Records supplied Block Start

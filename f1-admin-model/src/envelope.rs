//! Decoding of the backend's reference-preserving json.
//!
//! Decoding happens in two passes. The first pass walks the whole document and
//! indexes every object that carries a `$id`. The second pass deserializes the
//! typed entities; nested `$ref` pointers stay [`Nested::Reference`] until a
//! caller resolves them through the [`ReferenceIndex`].

use std::borrow::Cow;
use std::collections::HashMap;

use serde::de::DeserializeOwned;
use serde_json::Value;

use crate::error::{ModelError, Result};
use crate::models::{Nested, RefId};

#[derive(Debug, Clone, Default)]
pub struct ReferenceIndex {
    objects: HashMap<RefId, Value>,
}

impl ReferenceIndex {
    #[must_use]
    pub fn build(document: &Value) -> Self {
        let mut index = Self::default();
        index.visit(document);
        index
    }

    fn visit(&mut self, value: &Value) {
        match value {
            Value::Object(object) => {
                if let Some(id) = object.get("$id").and_then(RefId::from_marker) {
                    self.objects.entry(id).or_insert_with(|| value.clone());
                }
                object.values().for_each(|child| self.visit(child));
            }
            Value::Array(items) => items.iter().for_each(|child| self.visit(child)),
            _ => {}
        }
    }

    #[must_use]
    pub fn get(&self, id: &RefId) -> Option<&Value> {
        self.objects.get(id)
    }

    /// Deserializes the object registered under `id`. Returns `None` if the
    /// id is unknown or the object doesn't have the shape of `T`.
    #[must_use]
    pub fn lookup<T: DeserializeOwned>(&self, id: &RefId) -> Option<T> {
        self.get(id)
            .and_then(|value| serde_json::from_value(value.clone()).ok())
    }

    #[must_use]
    pub fn resolve<'a, T: DeserializeOwned>(&self, nested: &'a Nested<T>) -> Option<Cow<'a, T>>
    where
        T: Clone,
    {
        match nested {
            Nested::Present(value) => Some(Cow::Borrowed(&**value)),
            Nested::Reference(reference) => self.lookup(reference).map(Cow::Owned),
            Nested::Partial(_) | Nested::Absent => None,
        }
    }

    #[must_use]
    pub fn len(&self) -> usize {
        self.objects.len()
    }

    #[must_use]
    pub fn is_empty(&self) -> bool {
        self.objects.is_empty()
    }
}

/// A decoded collection response (`{ "$values": [..] }`).
#[derive(Debug, Clone)]
pub struct Envelope<T> {
    pub values: Vec<T>,
    pub index: ReferenceIndex,
}

impl<T> Default for Envelope<T> {
    fn default() -> Self {
        Self {
            values: Vec::new(),
            index: ReferenceIndex::default(),
        }
    }
}

impl<T: DeserializeOwned> Envelope<T> {
    pub fn from_slice(bytes: &[u8]) -> Result<Self> {
        Self::from_value(serde_json::from_slice(bytes)?)
    }

    /// Accepts the envelope object as well as a bare array. A document
    /// without `$values` decodes to an empty collection.
    pub fn from_value(document: Value) -> Result<Self> {
        let index = ReferenceIndex::build(&document);
        let items = match document {
            Value::Array(items) => items,
            Value::Object(mut object) => match object.remove("$values") {
                Some(Value::Array(items)) => items,
                None | Some(Value::Null) => Vec::new(),
                Some(other) => return Err(ModelError::ValuesNotAnArray(json_kind(&other))),
            },
            Value::Null => Vec::new(),
            other => return Err(ModelError::ValuesNotAnArray(json_kind(&other))),
        };

        let values = items
            .into_iter()
            .enumerate()
            .filter_map(|(position, item)| decode_item(&index, position, item).transpose())
            .collect::<Result<Vec<T>>>()?;

        Ok(Self { values, index })
    }
}

impl<T> Envelope<T> {
    #[must_use]
    pub fn into_values(self) -> Vec<T> {
        self.values
    }

    #[must_use]
    pub fn len(&self) -> usize {
        self.values.len()
    }

    #[must_use]
    pub fn is_empty(&self) -> bool {
        self.values.is_empty()
    }
}

// A top level element is a `$ref` when the object already appeared nested
// inside an earlier element. Null elements are skipped.
fn decode_item<T: DeserializeOwned>(
    index: &ReferenceIndex,
    position: usize,
    item: Value,
) -> Result<Option<T>> {
    let item = match RefId::reference_of(&item) {
        Some(reference) => match index.get(&reference) {
            Some(target) => target.clone(),
            None => {
                return Err(ModelError::DanglingReference {
                    index: position,
                    reference,
                })
            }
        },
        None if item.is_null() => return Ok(None),
        None => item,
    };
    serde_path_to_error::deserialize(item)
        .map(Some)
        .map_err(|source| ModelError::Element {
            index: position,
            source,
        })
}

/// A single decoded entity together with the references it contains.
#[derive(Debug, Clone)]
pub struct Document<T> {
    pub value: T,
    pub index: ReferenceIndex,
}

impl<T: DeserializeOwned> Document<T> {
    pub fn from_slice(bytes: &[u8]) -> Result<Self> {
        let document: Value = serde_json::from_slice(bytes)?;
        let index = ReferenceIndex::build(&document);
        let value = serde_path_to_error::deserialize(document).map_err(ModelError::Entity)?;
        Ok(Self { value, index })
    }
}

const fn json_kind(value: &Value) -> &'static str {
    match value {
        Value::Null => "null",
        Value::Bool(_) => "a boolean",
        Value::Number(_) => "a number",
        Value::String(_) => "a string",
        Value::Array(_) => "an array",
        Value::Object(_) => "an object",
    }
}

Records supplied Block End

## Your task
Every record above is to be given again precisely.

## Task result
filename f1-admin-model/src/envelope.rs
//! Decoding of the backend's reference-preserving json.
//!
//! Decoding happens in two passes. The first pass walks the whole document and
//! indexes every object that carries a `$id`. The second pass deserializes the
//! typed entities; nested `$ref` pointers stay [`Nested::Reference`] until a
//! caller resolves them through the [`ReferenceIndex`].

use std::borrow::Cow;
use std::collections::HashMap;

use serde::de::DeserializeOwned;
use serde_json::Value;

use crate::error::{ModelError, Result};
use crate::models::{Nested, RefId};

#[derive(Debug, Clone, Default)]
pub struct ReferenceIndex {
    objects: HashMap<RefId, Value>,
}

impl ReferenceIndex {
    #[must_use]
    pub fn build(document: &Value) -> Self {
        let mut index = Self::default();
        index.visit(document);
        index
    }

    fn visit(&mut self, value: &Value) {
        match value {
            Value::Object(object) => {
                if let Some(id) = object.get("$id").and_then(RefId::from_marker) {
                    self.objects.entry(id).or_insert_with(|| value.clone());
                }
                object.values().for_each(|child| self.visit(child));
            }
            Value::Array(items) => items.iter().for_each(|child| self.visit(child)),
            _ => {}
        }
    }

    #[must_use]
    pub fn get(&self, id: &RefId) -> Option<&Value> {
        self.objects.get(id)
    }

    /// Deserializes the object registered under `id`. Returns `None` if the
    /// id is unknown or the object doesn't have the shape of `T`.
    #[must_use]
    pub fn lookup<T: DeserializeOwned>(&self, id: &RefId) -> Option<T> {
        self.get(id)
            .and_then(|value| serde_json::from_value(value.clone()).ok())
    }

    #[must_use]
    pub fn resolve<'a, T: DeserializeOwned>(&self, nested: &'a Nested<T>) -> Option<Cow<'a, T>>
    where
        T: Clone,
    {
        match nested {
            Nested::Present(value) => Some(Cow::Borrowed(&**value)),
            Nested::Reference(reference) => self.lookup(reference).map(Cow::Owned),
            Nested::Partial(_) | Nested::Absent => None,
        }
    }

    #[must_use]
    pub fn len(&self) -> usize {
        self.objects.len()
    }

    #[must_use]
    pub fn is_empty(&self) -> bool {
        self.objects.is_empty()
    }
}

/// A decoded collection response (`{ "$values": [..] }`).
#[derive(Debug, Clone)]
pub struct Envelope<T> {
    pub values: Vec<T>,
    pub index: ReferenceIndex,
}

impl<T> Default for Envelope<T> {
    fn default() -> Self {
        Self {
            values: Vec::new(),
            index: ReferenceIndex::default(),
        }
    }
}

impl<T: DeserializeOwned> Envelope<T> {
    pub fn from_slice(bytes: &[u8]) -> Result<Self> {
        Self::from_value(serde_json::from_slice(bytes)?)
    }

    /// Accepts the envelope object as well as a bare array. A document
    /// without `$values` decodes to an empty collection.
    pub fn from_value(document: Value) -> Result<Self> {
        let index = ReferenceIndex::build(&document);
        let items = match document {
            Value::Array(items) => items,
            Value::Object(mut object) => match object.remove("$values") {
                Some(Value::Array(items)) => items,
                None | Some(Value::Null) => Vec::new(),
                Some(other) => return Err(ModelError::ValuesNotAnArray(json_kind(&other))),
            },
            Value::Null => Vec::new(),
            other => return Err(ModelError::ValuesNotAnArray(json_kind(&other))),
        };

        let values = items
            .into_iter()
            .enumerate()
            .filter_map(|(position, item)| decode_item(&index, position, item).transpose())
            .collect::<Result<Vec<T>>>()?;

        Ok(Self { values, index })
    }
}

impl<T> Envelope<T> {
    #[must_use]
    pub fn into_values(self) -> Vec<T> {
        self.values
    }

    #[must_use]
    pub fn len(&self) -> usize {
        self.values.len()
    }

    #[must_use]
    pub fn is_empty(&self) -> bool {
        self.values.is_empty()
    }
}

// A top level element is a `$ref` when the object already appeared nested
// inside an earlier element. Null elements are skipped.
fn decode_item<T: DeserializeOwned>(
    index: &ReferenceIndex,
    position: usize,
    item: Value,
) -> Result<Option<T>> {
    let item = match RefId::reference_of(&item) {
        Some(reference) => match index.get(&reference) {
            Some(target) => target.clone(),
            None => {
                return Err(ModelError::DanglingReference {
                    index: position,
                    reference,
                })
            }
        },
        None if item.is_null() => return Ok(None),
        None => item,
    };
    serde_path_to_error::deserialize(item)
        .map(Some)
        .map_err(|source| ModelError::Element {
            index: position,
            source,
        })
}

/// A single decoded entity together with the references it contains.
#[derive(Debug, Clone)]
pub struct Document<T> {
    pub value: T,
    pub index: ReferenceIndex,
}

impl<T: DeserializeOwned> Document<T> {
    pub fn from_slice(bytes: &[u8]) -> Result<Self> {
        let document: Value = serde_json::from_slice(bytes)?;
        let index = ReferenceIndex::build(&document);
        let value = serde_path_to_error::deserialize(document).map_err(ModelError::Entity)?;
        Ok(Self { value, index })
    }
}

const fn json_kind(value: &Value) -> &'static str {
    match value {
        Value::Null => "null",
        Value::Bool(_) => "a boolean",
        Value::Number(_) => "a number",
        Value::String(_) => "a string",
        Value::Array(_) => "an array",
        Value::Object(_) => "an object",
    }
}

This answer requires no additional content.